Vision étrange du monde à venir : un petit groupe d’immeubles se dresse parmi les blocs gris dont Varsovie est principalement constituée. Banal, répétitif, fonctionnel : voici l’héritage architectural d’une ville détruite lors de la Seconde Guerre mondiale et rebâtie par les Soviétiques. Depuis peu de temps, des objets flambant neuf ornent les vitrines des boutiques dissimulées aux angles des rues grisonnantes et l’espace vert entourant la Maison de retraite pour les Anciens Combattants se donne des airs de Los Angeles.
Le long de la courte allée bétonnée menant à l’entrée, de vieux couples se promènent avec une infinie lenteur devant un monument aux morts, tandis que d’autres discutent assis sur des bancs de pierre.
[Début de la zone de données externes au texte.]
//! # Filter Benchmarks
//!
//! Performance benchmarks for the spacebio-core filter engine.
//!
//! Run with: `cargo bench -p spacebio-core`

use chrono::{Days, NaiveDate};
use criterion::{BenchmarkId, Criterion, criterion_group, criterion_main};
use spacebio_core::{
    Category, DateRange, FilterState, Mission, Record, RecordId, apply_filters,
};
use std::hint::black_box;

/// Create a catalog of N records cycling through categories and missions.
fn create_catalog(size: usize) -> Vec<Record> {
    let base = NaiveDate::from_ymd_opt(2020, 1, 1).unwrap_or_default();
    (0..size)
        .map(|i| {
            let category = Category::ALL[i % Category::ALL.len()];
            let mission = Mission::ALL[i % Mission::ALL.len()];
            let date = base
                .checked_add_days(Days::new((i % 1500) as u64))
                .unwrap_or(base);
            Record::new(
                RecordId(i as u64),
                format!("Study {i} of microgravity effects"),
                category,
                date,
            )
            .with_authors(format!("Author {}, Author {}", i % 97, i % 89))
            .with_abstract("Long-duration exposure of model organisms to spaceflight conditions.")
            .with_tags(["Microgravity", "Radiation Biology", "Human Health"])
            .with_missions([mission])
        })
        .collect()
}

// =============================================================================
// BENCHMARKS
// =============================================================================

fn bench_text_filter(c: &mut Criterion) {
    let mut group = c.benchmark_group("text_filter");
    let state = FilterState {
        query_text: "radiation".to_string(),
        ..FilterState::default()
    };

    for size in [100, 1000, 10000].iter() {
        let catalog = create_catalog(*size);
        group.bench_with_input(BenchmarkId::from_parameter(size), size, |b, _| {
            b.iter(|| black_box(apply_filters(&catalog, &state)));
        });
    }

    group.finish();
}

fn bench_all_predicates(c: &mut Criterion) {
    let mut group = c.benchmark_group("all_predicates");
    let state = FilterState {
        query_text: "study 1".to_string(),
        selected_categories: [Category::ResearchPapers, Category::OsdrData]
            .into_iter()
            .collect(),
        selected_missions: [Mission::Mars, Mission::Iss].into_iter().collect(),
        date_range: DateRange::parse("2020-06-01", "2023-06-01"),
    };

    for size in [100, 1000, 10000].iter() {
        let catalog = create_catalog(*size);
        group.bench_with_input(BenchmarkId::from_parameter(size), size, |b, _| {
            b.iter(|| black_box(apply_filters(&catalog, &state)));
        });
    }

    group.finish();
}

criterion_group!(benches, bench_text_filter, bench_all_predicates);
criterion_main!(benches);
Bienvenue dans le nouveau monde. L’Europe vieillit : selon l’ONU, d’ici 2050, 35 % de la population sera âgée de plus de 65 ans. Le problème ne porte pas seulement sur les retraites, mais également sur notre conception de la vie. Il importe désormais de prendre ses distances à l’égard d’un système dont l’objectif est la reproduction et la continuité des lignées familiales.
Les seniors sont les nouveaux jeunes
La Pologne n’échappe pas à la tendance européenne. L’Organisation mondiale de la santé (OMS) prévoit qu’en 2050, 30 % des habitants seront âgés de plus de 65 ans pour une diminution de 15 % de la population totale. Désireux de retarder le moment où la crise éclatera, la Pologne a mis en place en 1999 un schéma de retraite innovant.
Les actuels pensionnaires de cette maison de retraite, construite il y a vingt cinq ans pour les anciens combattants, ne seront pas concernés par les réformes. Toute personne née avant 1949 continuera de percevoir les allocations selon les modalités de l’ancien régime soviétique. Environ 130 personnes travaillent dans ce foyer pour personnes âgées et prennent en charge quelques 200 pensionnaires. Malgré l’ascenseur maculé de tâches et les couloirs étroits à l’humidité prégnante, il semble faire bon vivre dans cette maison propre et bien rangée. J'apprendrai plus tard qu'il s’agit de la meilleure maison de retraite de Varsovie.
La maison du souvenir
Les chambres sont vastes mais remplies. En pénétrant dans l’une d’entre elles, les murs sont apparaissent constellés de visages : des êtres chers disparus, immortalisés dans des cadres photo, des médailles et des poupées – le tout soigneusement entretenu et coquet-. Dans son refuge, Irena Putkiewicz, née en 1934, fait revivre l’histoire difficile de la Pologne. Son visage ridé porte les stigmates de sa détention dans un camp de concentration, de sa persécution par les Allemands pour avoir participé au soulèvement de Varsovie et de son statut de prisonnière politique sous le régime communiste.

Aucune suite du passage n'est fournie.